Latin America has better treatment coverage (62%) of
people needing antiretrovirals than sub-Saharan Africa and eastern Europe,
where treatment coverage is 11% and 13%, respectively. About 175000
Brazilians are being treated under the universal access policy.
"The budget for the Brazilian AIDS programme was
doubled in the last presidential mandate. We're very optimistic after
the recent re-election of the president and the government's position
on fighting AIDS," Mrs Simão said.
The HIV and AIDS budget is about 3% of the total
healthcare budget, and the country's response to the epidemic has
been strengthened by help from various organisations, such as Unicef, the
World Bank, and the Global Fund to fight AIDS, Tuberculosis, and Malaria.
Marie Pierre-Poirier, representing Unicef, said,
"Brazil is not only a reference point in the battle against HIV and
AIDS but also an inspiration for other countries in Latin America, Africa,
and the rest of the world."
Another hot topic in the conference was the worldwide
increasing incidence of the co-infection between HIV/AIDS, hepatitis, and
tuberculosis.
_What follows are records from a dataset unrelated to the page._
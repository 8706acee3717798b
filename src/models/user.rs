use serde::Serialize;

use crate::models::package::Package;

/// Represents a provisioned subscriber account.
#[derive(Clone, Debug, Serialize)]
pub struct User {
    /// The unique username, primary lookup key.
    pub username: String,
    /// Opaque stored credential; never part of any API response.
    #[serde(skip_serializing)]
    pub password: String,
    /// Hardware identifier binding the account to one device.
    pub hwid: String,
    /// Informational cache of the best active package.
    pub paket: Package,
    /// Unique bearer token for API authentication.
    pub token: String,
    /// Contact address, may be empty.
    pub email: String,
}
//! Append-only audit trail for gateway and rotation activity.
//!
//! Every API call is recorded with outcome, acting identity (or `unknown`),
//! source address, and action. The sink is the process tracing pipeline
//! under the `audit` target; collectors route it wherever they need.

/// Records one API action.
pub fn log_request(actor: &str, action: &str, source: &str, success: bool) {
    if success {
        tracing::info!(target: "audit", "SUCCESS User:{} IP:{} Action:{}", actor, source, action);
    } else {
        tracing::warn!(target: "audit", "FAILURE User:{} IP:{} Action:{}", actor, source, action);
    }
}
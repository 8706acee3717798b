use chrono::{DateTime, Utc};
use serde::Serialize;

/// A recorded payment driving a subscription extension.
#[derive(Clone, Debug, Serialize)]
pub struct Payment {
    pub payment_id: i64,
    pub username: String,
    pub amount: f64,
    pub currency: String,
    pub status: String,
    pub timestamp: DateTime<Utc>,
}
use std::fmt;
use std::str::FromStr;

use serde::{Deserialize, Serialize};
use thiserror::Error;

/// Entitlement tiers, ordered by privilege.
///
/// Distinct from "no active package": resolvers return `Option<Package>`
/// so an empty entitlement set can never be confused with `Basis`.
#[derive(Clone, Copy, Debug, PartialEq, Eq, PartialOrd, Ord, Hash, Serialize, Deserialize)]
pub enum Package {
    Basis,
    #[serde(rename = "Basis+")]
    BasisPlus,
    Premium,
}

/// Raised when a stored or submitted package label is not a known tier.
#[derive(Debug, Error)]
#[error("unknown package tier: {0}")]
pub struct ParsePackageError(pub String);

impl Package {
    /// Priority rank used to resolve overlapping subscriptions.
    pub fn rank(self) -> u8 {
        match self {
            Package::Basis => 1,
            Package::BasisPlus => 2,
            Package::Premium => 3,
        }
    }

    /// The wire/storage label of the tier.
    pub fn as_str(self) -> &'static str {
        match self {
            Package::Basis => "Basis",
            Package::BasisPlus => "Basis+",
            Package::Premium => "Premium",
        }
    }
}

impl fmt::Display for Package {
    fn fmt(&self, f: &mut fmt::Formatter<'_>) -> fmt::Result {
        f.write_str(self.as_str())
    }
}

impl FromStr for Package {
    type Err = ParsePackageError;

    fn from_str(s: &str) -> Result<Self, Self::Err> {
        match s {
            "Basis" => Ok(Package::Basis),
            "Basis+" => Ok(Package::BasisPlus),
            "Premium" => Ok(Package::Premium),
            other => Err(ParsePackageError(other.to_string())),
        }
    }
}

#[cfg(test)]
mod tests {
    use super::*;

    #[test]
    fn test_rank_orders_tiers() {
        assert!(Package::Basis.rank() < Package::BasisPlus.rank());
        assert!(Package::BasisPlus.rank() < Package::Premium.rank());
        assert!(Package::Basis < Package::Premium);
    }

    #[test]
    fn test_labels_round_trip() {
        for paket in [Package::Basis, Package::BasisPlus, Package::Premium] {
            assert_eq!(paket.as_str().parse::<Package>().expect("parse"), paket);
        }
        assert!("Kein Abo".parse::<Package>().is_err());
    }

    #[test]
    fn test_serializes_with_wire_labels() {
        assert_eq!(
            serde_json::to_string(&Package::BasisPlus).expect("json"),
            r#""Basis+""#
        );
    }
}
This is mainly because of the possibility of long term
survival of patients who are taking antiretroviral drugs. About 10 million
people are living with HIV and hepatitis C infection, and 3.2 million
people have HIV and hepatitis B infection worldwide. Tuberculosis is still
a prevalent disease in poorer countries, with an incidence of 110 000 new
cases a year in Brazil.
High hopes, greater challenges
Much needs to be achieved, though. The main challenges
for the government in sexual health are improving the quality of services
for people with AIDS; the battle against homophobia; clarifying the
responsibilities of different levels of government; and dealing with the
growing number of women with AIDS. Delegates also wanted universal access
to antiretrovirals to continue.
Last year Brazil took a step towards allowing
exemption from patents for antiretrovirals but then dropped the idea; it
continues to negotiate directly with drug companies for better prices.
Brazil manufactures eight of these drugs, but the government and Brazilians
remain dissatisfied with the current management of patents and intellectual
property.
Some Brazilians are also angry about a decision by the
country's National Agency for Sanitary Vigilance to ban blood
donation by men who have had sex with other men in the past year as well as
by their male or female sexual partners. Gay rights activists protested
during the conference's opening ceremony against prejudice and urged
the government to rethink the decision.